Die Philharmoniker bringen Jugendliche zum Tanzen

Aprilwetter im Juni – die so unvorhersehbar durchwachsenen Tage der offiziellen Sommeranfangs-Woche passen zumindest zum Auftritt der Berliner Philharmoniker in der Arena Treptow: Es geht nämlich diesmal um „Die Launen der Natur“, eingefangen vom französischen Barockkomponisten Jean-Philippe Rameau in seiner ungemein farbigen, oft so tonmalerisch angelegten Bühnenmusik. Für die achte Auflage der wegweisenden Education-Tanzprojekte des Orchesters hat Simon Rattle den Dirigentenstab an Emmanuelle Haïm weitergereicht. Dass auch die Choreografie in den Händen einer Frau liegt, denen von Vivienne Newport, ist natürlich ein Zufall. Und doch hübsch symbolisch zum Start der Frauenfußball-WM.

Rameau hat die beiden Künstlerinnen zusammengeführt, 1999 bei den Salzburger Festspielen, als sie zu Rattles Team bei der legendären Inszenierung von „Les Boréades“ gehörten. Nun verlebendigt die Französin die Partituren ihres Landsmannes aus dem 18. Jahrhundert im einstigen Busdepot – und zwar so vehement, dass die Musik zu Beginn tatsächlich bewegter wirkt als die Tanzschritte der 150 Kinder. Die Profis von den Philharmonikern sind sofort da, klanglich intensiv, hoch konzentriert vom ersten Takt an. Die Sechst-, Acht- und Elftklässler aus Lichterfelde, Pankow, Steglitz und Mitte brauchen dagegen ein wenig länger, um anzukommen in Rameaus Universum.

Es ist eine Zauberwelt, in der unablässig exotische Reiche, antike Heldensagen und märchenhafte Sujets beschworen werden, es sind prototypische Opern des Rokoko, überbordend in jeder Hinsicht, zu denen ganz selbstverständlich auch Balletteinlagen gehören. Vivienne Newport allerdings zeigt keine barocken Roben, sondern lässt die Kids in Partyoutfits von heute agieren. Ebenso wie sie jede Nacherzählung der alten Handlungen meidet.

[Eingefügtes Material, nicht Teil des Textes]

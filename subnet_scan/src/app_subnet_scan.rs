mod configuration;
mod cursor;
mod interface;
mod internet;
mod logging;
mod scanner;

use anyhow::Context;
use clap::{ArgAction, Parser};
use configuration::ScanConfiguration;
use interface::InterfaceInfo;
use scanner::ScanError;
use std::path::PathBuf;
use std::process::ExitCode;
use tracing::{debug, error, warn};

#[derive(Parser)]
#[command(name = "subnet_scan")]
#[command(about = "Pings every IPv4 address of a network interface's subnet.")]
struct CommandLine {
    /// Interface whose subnet is swept, e.g. eth0
    interface: String,
    /// JSON file with `ttl`, `receive_timeout_millis` and `identifier_port`
    #[arg(long)]
    config: Option<PathBuf>,
    /// TTL of the echo requests [default: 64]
    #[arg(long)]
    ttl: Option<u8>,
    /// Wait for each reply, in milliseconds [default: 250]
    #[arg(long = "timeout-ms")]
    timeout_ms: Option<u64>,
    /// ICMP echo identifier [default: 0]
    #[arg(long)]
    identifier: Option<u16>,
    /// More logs on stderr, repeat for packet level traces
    #[arg(short, long, action = ArgAction::Count)]
    verbose: u8,
}

fn run(args: &CommandLine) -> anyhow::Result<()> {
    let conf = ScanConfiguration::load(args.config.as_deref())?
        .with_overrides(args.ttl, args.timeout_ms, args.identifier)
        .validate()?;
    debug!(?conf, "Configuration");

    let interface = InterfaceInfo::lookup(&args.interface)?;

    let stdout = std::io::stdout();
    let mut out = stdout.lock();
    match scanner::scan(&interface, &conf, &mut out) {
        Ok(_) => Ok(()),
        Err(ScanError::Socket(e)) if e.is_permission_denied() => {
            warn!("Raw ICMP sockets require root or the CAP_NET_RAW capability");
            Err(e).context("cannot start the sweep")
        }
        Err(e) => Err(e).with_context(|| format!("sweep of {} failed", interface.name)),
    }
}

fn main() -> ExitCode {
    let args = CommandLine::parse();
    logging::init_logging(args.verbose);

    match run(&args) {
        Ok(()) => ExitCode::SUCCESS,
        Err(e) => {
            error!("{:#}", e);
            ExitCode::FAILURE
        }
    }
}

Lediglich ein paar Umhänge aus silbern oder golden glänzendem Stoff tauchen als Blickfang auf in den Nachtsequenzen, zu denen zwei seitlich positionierte Schülergruppen auf Blockflöten und Perkussionsinstrumenten atmosphärisch suggestive, geräuschhafte Improvisationen beisteuern.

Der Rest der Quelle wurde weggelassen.